(Records to process)

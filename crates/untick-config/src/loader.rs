//! Configuration loader.

use std::fs;
use std::path::{Path, PathBuf};
use std::sync::LazyLock;

use regex::Regex;

use crate::error::ConfigError;
use crate::schema::Config;

static ENV_VAR: LazyLock<Regex> = LazyLock::new(|| {
    Regex::new(r"\$\{([^}]+)\}").unwrap_or_else(|e| panic!("invalid env var pattern: {}", e))
});

/// Configuration loader with environment variable substitution.
pub struct ConfigLoader;

impl ConfigLoader {
    /// Load configuration from a TOML file.
    pub fn load(path: &Path) -> Result<Config, ConfigError> {
        if !path.exists() {
            return Err(ConfigError::NotFound(path.display().to_string()));
        }
        let content = fs::read_to_string(path)?;
        Self::load_str(&content)
    }

    /// Load `path` if it exists, otherwise the defaults.
    pub fn load_or_default(path: &Path) -> Result<Config, ConfigError> {
        match Self::load(path) {
            Err(ConfigError::NotFound(_)) => Ok(Config::default()),
            other => other,
        }
    }

    /// Load configuration from a string.
    pub fn load_str(content: &str) -> Result<Config, ConfigError> {
        let expanded = Self::expand_env_vars(content)?;
        let mut config: Config = toml::from_str(&expanded)?;
        Self::expand_paths(&mut config);
        Ok(config)
    }

    /// Expand environment variables in the format `${VAR}`.
    fn expand_env_vars(content: &str) -> Result<String, ConfigError> {
        let mut result = content.to_string();

        for cap in ENV_VAR.captures_iter(content) {
            let var_name = &cap[1];
            let var_value = std::env::var(var_name)
                .map_err(|_| ConfigError::EnvVarNotSet(var_name.to_string()))?;
            result = result.replace(&cap[0], &var_value);
        }

        Ok(result)
    }

    fn expand_paths(config: &mut Config) {
        for path in [
            &mut config.browser.profile_dir,
            &mut config.browser.chrome_path,
            &mut config.logging.dir,
        ]
        .into_iter()
        .flatten()
        {
            let expanded = Self::expand_path(&path.to_string_lossy());
            *path = PathBuf::from(expanded);
        }
    }

    /// Expand shell-style paths (e.g., `~/.untick`).
    pub fn expand_path(path: &str) -> String {
        shellexpand::tilde(path).to_string()
    }
}

#[cfg(test)]
mod tests {
    use super::*;
    use std::io::Write;
    use tempfile::NamedTempFile;

    #[test]
    fn test_load_empty_config() {
        let config = ConfigLoader::load_str("").unwrap();
        assert_eq!(config.browser.endpoint, "http://localhost:9222");
        assert_eq!(config.sweep.max_passes, 80);
    }

    #[test]
    fn test_load_full_config() {
        let content = r#"
            [browser]
            endpoint = "http://127.0.0.1:9333"
            launch = true
            headless = true
            request_timeout_secs = 10

            [target]
            url_contains = "settings/interests"

            [sweep]
            max_passes = 40
            stable_passes = 3
            settle_ms = 50
            scroll_pause_ms = 400
            min_scroll_px = 250.0
            scroll_fraction = 0.5
            overflow_slack_px = 20.0

            [logging]
            level = "debug"
        "#;
        let config = ConfigLoader::load_str(content).unwrap();
        assert_eq!(config.browser.endpoint, "http://127.0.0.1:9333");
        assert!(config.browser.launch);
        assert!(config.browser.headless);
        assert_eq!(config.browser.request_timeout_secs, 10);
        assert_eq!(config.target.url_contains.as_deref(), Some("settings/interests"));
        assert_eq!(config.sweep.max_passes, 40);
        assert_eq!(config.sweep.stable_passes, 3);
        assert_eq!(config.sweep.settle_ms, 50);
        assert_eq!(config.sweep.scroll_pause_ms, 400);
        assert_eq!(config.sweep.min_scroll_px, 250.0);
        assert_eq!(config.sweep.scroll_fraction, 0.5);
        assert_eq!(config.sweep.overflow_slack_px, 20.0);
        assert_eq!(config.logging.level, "debug");
    }

    #[test]
    fn test_load_from_file() {
        let mut file = NamedTempFile::new().unwrap();
        writeln!(file, "[sweep]").unwrap();
        writeln!(file, "max_passes = 12").unwrap();

        let config = ConfigLoader::load(file.path()).unwrap();
        assert_eq!(config.sweep.max_passes, 12);
    }

    #[test]
    fn test_load_nonexistent_file() {
        let result = ConfigLoader::load(Path::new("/nonexistent/path/untick.toml"));
        assert!(matches!(result, Err(ConfigError::NotFound(_))));
    }

    #[test]
    fn test_load_or_default_missing_file() {
        let config =
            ConfigLoader::load_or_default(Path::new("/nonexistent/path/untick.toml")).unwrap();
        assert_eq!(config.sweep.max_passes, 80);
    }

    #[test]
    fn test_load_or_default_reports_bad_file() {
        let mut file = NamedTempFile::new().unwrap();
        writeln!(file, "[sweep").unwrap();
        assert!(ConfigLoader::load_or_default(file.path()).is_err());
    }

    #[test]
    fn test_load_invalid_toml() {
        let result = ConfigLoader::load_str("max_passes = [unclosed");
        assert!(matches!(result, Err(ConfigError::TomlParse(_))));
    }

    #[test]
    fn test_wrong_type_is_rejected() {
        let result = ConfigLoader::load_str("[sweep]\nmax_passes = \"many\"");
        assert!(result.is_err());
    }

    #[test]
    fn test_expand_env_vars() {
        // SAFETY: This test runs in isolation and sets a unique test-only env var
        unsafe {
            std::env::set_var("UNTICK_TEST_ENDPOINT_VAR", "http://10.0.0.2:9222");
        }
        let content = "[browser]\nendpoint = \"${UNTICK_TEST_ENDPOINT_VAR}\"";
        let config = ConfigLoader::load_str(content).unwrap();
        assert_eq!(config.browser.endpoint, "http://10.0.0.2:9222");
        unsafe {
            std::env::remove_var("UNTICK_TEST_ENDPOINT_VAR");
        }
    }

    #[test]
    fn test_expand_env_vars_not_set() {
        let content = "value = \"${NONEXISTENT_UNTICK_VAR_12345}\"";
        let result = ConfigLoader::expand_env_vars(content);
        assert!(matches!(result, Err(ConfigError::EnvVarNotSet(_))));
    }

    #[test]
    fn test_expand_env_vars_no_vars() {
        let content = "value = \"no variables here\"";
        let expanded = ConfigLoader::expand_env_vars(content).unwrap();
        assert_eq!(expanded, content);
    }

    #[test]
    fn test_tilde_paths_are_expanded() {
        let content = "[browser]\nprofile_dir = \"~/untick-profile\"\n[logging]\ndir = \"~/untick-logs\"";
        let config = ConfigLoader::load_str(content).unwrap();
        let profile = config.browser.profile_dir.unwrap();
        assert!(!profile.starts_with("~"));
        assert!(profile.ends_with("untick-profile"));
        assert!(!config.logging.dir.unwrap().starts_with("~"));
    }

    #[test]
    fn test_expand_path_no_tilde() {
        let path = "/usr/bin/chromium";
        assert_eq!(ConfigLoader::expand_path(path), path);
    }
}
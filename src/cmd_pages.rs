//! `pages` subcommand handler.

use serde_json::json;

use untick_config::Config;

use crate::browser::Browser;

/// List the regular pages the endpoint exposes.
pub(crate) async fn handle_pages(config: &Config, as_json: bool) -> anyhow::Result<()> {
    let browser = Browser::connect(&config.browser).await?;
    let result = browser.pages().await;
    browser.shutdown().await;

    let pages: Vec<_> = result?.into_iter().filter(|p| p.is_page()).collect();

    if as_json {
        let list: Vec<_> = pages
            .iter()
            .map(|p| json!({"id": p.id, "title": p.title, "url": p.url}))
            .collect();
        println!("{}", serde_json::to_string_pretty(&list)?);
        return Ok(());
    }

    if pages.is_empty() {
        println!("No pages found.");
        return Ok(());
    }

    println!("{:<34} {:<30} {}", "ID", "TITLE", "URL");
    println!("{}", "-".repeat(100));
    for page in &pages {
        let title: String = page.title.chars().take(29).collect();
        println!("{:<34} {:<30} {}", page.id, title, page.url);
    }
    Ok(())
}
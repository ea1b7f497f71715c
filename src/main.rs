//! untick - uncheck every checked box on a live web page.
//!
//! Main entry point for the untick CLI.

mod browser;
mod cli;
mod cmd_pages;
mod cmd_sweep;
mod settings;

use std::path::Path;

use anyhow::Context;
use clap::Parser;
use tracing::warn;
use tracing_appender::rolling::{RollingFileAppender, Rotation};
use tracing_subscriber::{fmt, layer::SubscriberExt, util::SubscriberInitExt, EnvFilter, Layer};

use untick_config::{ConfigLoader, ConfigValidator};

use crate::cli::{Cli, Commands};

/// Initialize tracing with console output and, when `log_dir` is set, daily
/// rolling files.
///
/// `RUST_LOG` takes precedence over `level`.
fn init_tracing(level: &str, log_dir: Option<&Path>) -> anyhow::Result<()> {
    let env_filter = EnvFilter::try_from_default_env().unwrap_or_else(|_| EnvFilter::new(level));

    let file_layer = match log_dir {
        Some(dir) => {
            std::fs::create_dir_all(dir)
                .with_context(|| format!("creating log directory {}", dir.display()))?;

            let file_appender = RollingFileAppender::builder()
                .rotation(Rotation::DAILY)
                .filename_prefix("untick")
                .filename_suffix("log")
                .max_log_files(14)
                .build(dir)?;

            let (non_blocking, guard) = tracing_appender::non_blocking(file_appender);

            // The guard flushes on drop, so it has to live as long as the process.
            static GUARD: std::sync::OnceLock<tracing_appender::non_blocking::WorkerGuard> =
                std::sync::OnceLock::new();
            let _ = GUARD.set(guard);

            Some(fmt::layer().with_writer(non_blocking).with_ansi(false).boxed())
        }
        None => None,
    };

    tracing_subscriber::registry()
        .with(env_filter)
        .with(
            fmt::layer()
                .with_target(false)
                .with_writer(std::io::stderr),
        )
        .with(file_layer)
        .init();

    Ok(())
}

#[tokio::main]
async fn main() -> anyhow::Result<()> {
    let cli = Cli::parse();

    let mut config = ConfigLoader::load_or_default(&cli.config)
        .with_context(|| format!("loading {}", cli.config.display()))?;
    settings::apply_overrides(&mut config, &cli);

    init_tracing(&config.logging.level, config.logging.dir.as_deref())?;

    for warning in ConfigValidator::validate(&config).into_result()? {
        warn!("{}: {}", warning.path, warning.message);
    }

    match cli.command.unwrap_or_default() {
        Commands::Run { json, .. } => cmd_sweep::handle_run(&config, json).await,
        Commands::Count { json } => cmd_sweep::handle_count(&config, json).await,
        Commands::Pages { json } => cmd_pages::handle_pages(&config, json).await,
    }
}
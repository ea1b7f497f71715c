//! CDP protocol types and message definitions.

use serde::{Deserialize, Serialize};
use serde_json::Value;

/// CDP request message.
#[derive(Debug, Serialize)]
pub struct CdpRequest {
    pub id: u64,
    pub method: String,
    #[serde(skip_serializing_if = "Option::is_none")]
    pub params: Option<Value>,
    #[serde(skip_serializing_if = "Option::is_none")]
    #[serde(rename = "sessionId")]
    pub session_id: Option<String>,
}

/// CDP response message.
#[derive(Debug, Deserialize)]
pub struct CdpResponse {
    pub id: Option<u64>,
    pub result: Option<Value>,
    pub error: Option<CdpErrorResponse>,
    pub method: Option<String>,
    pub params: Option<Value>,
    #[serde(rename = "sessionId")]
    pub session_id: Option<String>,
}

/// CDP error in response.
#[derive(Debug, Deserialize)]
pub struct CdpErrorResponse {
    pub code: i64,
    pub message: String,
    pub data: Option<String>,
}

/// Page info from the `/json/list` and `/json/new` endpoints.
#[derive(Debug, Clone, Deserialize)]
#[serde(rename_all = "camelCase")]
pub struct PageInfo {
    pub id: String,
    #[serde(rename = "type")]
    pub page_type: String,
    pub title: String,
    pub url: String,
    pub web_socket_debugger_url: Option<String>,
    pub dev_tools_frontend_url: Option<String>,
}

impl PageInfo {
    /// True for regular tabs (not workers, extensions or iframes).
    pub fn is_page(&self) -> bool {
        self.page_type == "page"
    }
}

/// Browser version info.
///
/// Note: Chrome returns PascalCase field names for this endpoint.
#[derive(Debug, Clone, Deserialize)]
pub struct BrowserVersion {
    #[serde(rename = "Browser")]
    pub browser: String,
    #[serde(rename = "Protocol-Version")]
    pub protocol_version: String,
    #[serde(rename = "User-Agent")]
    pub user_agent: String,
    #[serde(rename = "V8-Version")]
    pub v8_version: Option<String>,
    #[serde(rename = "webSocketDebuggerUrl")]
    pub web_socket_debugger_url: String,
}

// ============================================================================
// DOM Types
// ============================================================================

/// DOM node from CDP (`DOM.getDocument`, `DOM.describeNode`).
#[derive(Debug, Clone, Deserialize)]
#[serde(rename_all = "camelCase")]
pub struct DomNode {
    pub node_id: i64,
    pub backend_node_id: i64,
    pub node_type: i64,
    pub node_name: String,
    pub local_name: Option<String>,
    pub node_value: Option<String>,
    pub child_node_count: Option<i64>,
    /// Flat `[name, value, name, value, ...]` list.
    pub attributes: Option<Vec<String>>,
    pub frame_id: Option<String>,
}

impl DomNode {
    /// Look up an attribute value by name.
    pub fn attribute(&self, name: &str) -> Option<&str> {
        self.attributes.as_ref().and_then(|attrs| {
            attrs
                .chunks_exact(2)
                .find(|pair| pair[0] == name)
                .map(|pair| pair[1].as_str())
        })
    }

    /// Short CSS-like label, e.g. `div#list.scroller.tall`.
    pub fn summary(&self) -> String {
        let mut out = self
            .local_name
            .clone()
            .filter(|n| !n.is_empty())
            .unwrap_or_else(|| self.node_name.to_lowercase());

        if let Some(id) = self.attribute("id").filter(|id| !id.is_empty()) {
            out.push('#');
            out.push_str(id);
        }
        if let Some(class) = self.attribute("class") {
            for c in class.split_whitespace() {
                out.push('.');
                out.push_str(c);
            }
        }
        if let Some(role) = self.attribute("role") {
            out.push_str(&format!("[role=\"{}\"]", role));
        }
        out
    }
}

// ============================================================================
// Runtime Types
// ============================================================================

/// Remote object from Runtime domain.
#[derive(Debug, Clone, Deserialize)]
#[serde(rename_all = "camelCase")]
pub struct RemoteObject {
    #[serde(rename = "type")]
    pub object_type: String,
    pub subtype: Option<String>,
    pub class_name: Option<String>,
    pub value: Option<Value>,
    pub unserializable_value: Option<String>,
    pub description: Option<String>,
    pub object_id: Option<String>,
}

impl RemoteObject {
    /// `null` results come back as `{"type": "object", "subtype": "null"}`.
    pub fn is_null(&self) -> bool {
        self.subtype.as_deref() == Some("null") || self.object_type == "undefined"
    }
}

#[cfg(test)]
#[path = "protocol_tests.rs"]
mod tests;
//! [`Dom`] over a CDP page session.
//!
//! Elements are identified by `backendNodeId`, which stays valid for the
//! life of the document. Front-end `nodeId`s are only used transiently
//! between a query and the `DOM.describeNode` that maps them.

use std::sync::Arc;

use async_trait::async_trait;
use serde_json::{json, Value};
use tracing::trace;
use untick_cdp::{PageSession, RemoteObject};

use crate::dom::{Dom, ScrollMetrics};
use crate::error::DomError;
use crate::selector::Selector;

const FN_MATCHES: &str = "function(sel) { return this.matches(sel); }";
const FN_CLOSEST: &str = "function(sel) { return this.closest(sel); }";
const FN_PARENT: &str = "function() { return this.parentElement; }";
const FN_CLICK: &str = "function() { this.click(); }";
const FN_SCROLL_BY: &str = "function(x, y) { this.scrollBy(x, y); }";
const FN_SCROLL_METRICS: &str = "function() { \
    return { overflowY: getComputedStyle(this).overflowY, \
             scrollHeight: this.scrollHeight, \
             clientHeight: this.clientHeight }; }";

/// Stable element identity within one document.
#[derive(Debug, Clone, Copy, PartialEq, Eq, Hash)]
pub struct BackendNodeId(pub i64);

/// A live browser tab seen through the [`Dom`] trait.
pub struct CdpDom {
    session: Arc<PageSession>,
}

impl CdpDom {
    pub fn new(session: Arc<PageSession>) -> Self {
        Self { session }
    }

    /// `None` when the node was removed between the query and the describe.
    async fn to_backend(&self, node_id: i64) -> Result<Option<BackendNodeId>, DomError> {
        let described = self.session.describe_node(node_id).await.map_err(DomError::from);
        Ok(unless_detached(described)?.map(|node| BackendNodeId(node.backend_node_id)))
    }

    /// Map an element handle returned by page script to its backend id and
    /// release the handle.
    async fn handle_to_node(&self, handle: RemoteObject) -> Result<Option<BackendNodeId>, DomError> {
        if handle.is_null() {
            return Ok(None);
        }
        let Some(object_id) = handle.object_id else {
            return Ok(None);
        };
        let described = self.session.describe_object(&object_id).await;
        self.release(&object_id).await;
        Ok(Some(BackendNodeId(described?.backend_node_id)))
    }

    async fn object_id(&self, node: &BackendNodeId) -> Result<String, DomError> {
        self.session
            .resolve_backend_node(node.0)
            .await?
            .object_id
            .ok_or_else(|| DomError::Detached(format!("backend node {} has no object", node.0)))
    }

    async fn release(&self, object_id: &str) {
        if let Err(e) = self.session.release_object(object_id).await {
            trace!("Failed to release {}: {}", object_id, e);
        }
    }

    /// Run `function` on `node` and return its JSON value.
    async fn call_value(
        &self,
        node: &BackendNodeId,
        function: &str,
        args: Vec<Value>,
    ) -> Result<Value, DomError> {
        let object_id = self.object_id(node).await?;
        let result = self.session.call_function_on(&object_id, function, args).await;
        self.release(&object_id).await;
        Ok(result?)
    }

    /// Run an element-returning `function` on `node`.
    async fn call_node(
        &self,
        node: &BackendNodeId,
        function: &str,
        args: Vec<Value>,
    ) -> Result<Option<BackendNodeId>, DomError> {
        let object_id = self.object_id(node).await?;
        let result = self
            .session
            .call_function_handle(&object_id, function, args)
            .await;
        self.release(&object_id).await;
        self.handle_to_node(result?).await
    }
}

/// Turn a detached-node failure into `Ok(None)`, keeping other errors.
fn unless_detached<T>(result: Result<T, DomError>) -> Result<Option<T>, DomError> {
    match result {
        Ok(value) => Ok(Some(value)),
        Err(DomError::Detached(reason)) => {
            trace!("Skipping removed node: {}", reason);
            Ok(None)
        }
        Err(e) => Err(e),
    }
}

#[async_trait]
impl Dom for CdpDom {
    type Node = BackendNodeId;

    async fn query_all(&self, selector: Selector) -> Result<Vec<BackendNodeId>, DomError> {
        let node_ids = self.session.query_selector_all(selector.css()).await?;
        let mut nodes = Vec::with_capacity(node_ids.len());
        for node_id in node_ids {
            if let Some(node) = self.to_backend(node_id).await? {
                nodes.push(node);
            }
        }
        Ok(nodes)
    }

    async fn query_first(&self, selector: Selector) -> Result<Option<BackendNodeId>, DomError> {
        match self.session.query_selector(selector.css()).await? {
            Some(node_id) => self.to_backend(node_id).await,
            None => Ok(None),
        }
    }

    async fn matches(&self, node: &BackendNodeId, selector: Selector) -> Result<bool, DomError> {
        let value = self
            .call_value(node, FN_MATCHES, vec![json!(selector.css())])
            .await?;
        Ok(value.as_bool().unwrap_or(false))
    }

    async fn closest(
        &self,
        node: &BackendNodeId,
        selector: Selector,
    ) -> Result<Option<BackendNodeId>, DomError> {
        self.call_node(node, FN_CLOSEST, vec![json!(selector.css())])
            .await
    }

    async fn parent(&self, node: &BackendNodeId) -> Result<Option<BackendNodeId>, DomError> {
        self.call_node(node, FN_PARENT, Vec::new()).await
    }

    async fn click(&self, node: &BackendNodeId) -> Result<(), DomError> {
        self.call_value(node, FN_CLICK, Vec::new()).await?;
        Ok(())
    }

    async fn scroll_metrics(&self, node: &BackendNodeId) -> Result<ScrollMetrics, DomError> {
        let value = self.call_value(node, FN_SCROLL_METRICS, Vec::new()).await?;
        serde_json::from_value(value)
            .map_err(|e| DomError::Script(format!("unexpected scroll metrics: {}", e)))
    }

    async fn scrolling_element(&self) -> Result<Option<BackendNodeId>, DomError> {
        let handle = self
            .session
            .evaluate_handle("document.scrollingElement")
            .await?;
        self.handle_to_node(handle).await
    }

    async fn document_element(&self) -> Result<BackendNodeId, DomError> {
        let handle = self
            .session
            .evaluate_handle("document.documentElement")
            .await?;
        self.handle_to_node(handle).await?.ok_or(DomError::NoDocument)
    }

    async fn scroll_by(&self, node: &BackendNodeId, dx: f64, dy: f64) -> Result<(), DomError> {
        self.call_value(node, FN_SCROLL_BY, vec![json!(dx), json!(dy)])
            .await?;
        Ok(())
    }

    async fn describe(&self, node: &BackendNodeId) -> Result<String, DomError> {
        let described = self.session.describe_backend_node(node.0).await?;
        Ok(described.summary())
    }
}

(End Records to process)

* Task description: Apply a filter to the listing above so that only lines with "CdpDom" are kept, and copy those lines.

* Answer:
pub struct CdpDom {
impl CdpDom {
impl Dom for CdpDom {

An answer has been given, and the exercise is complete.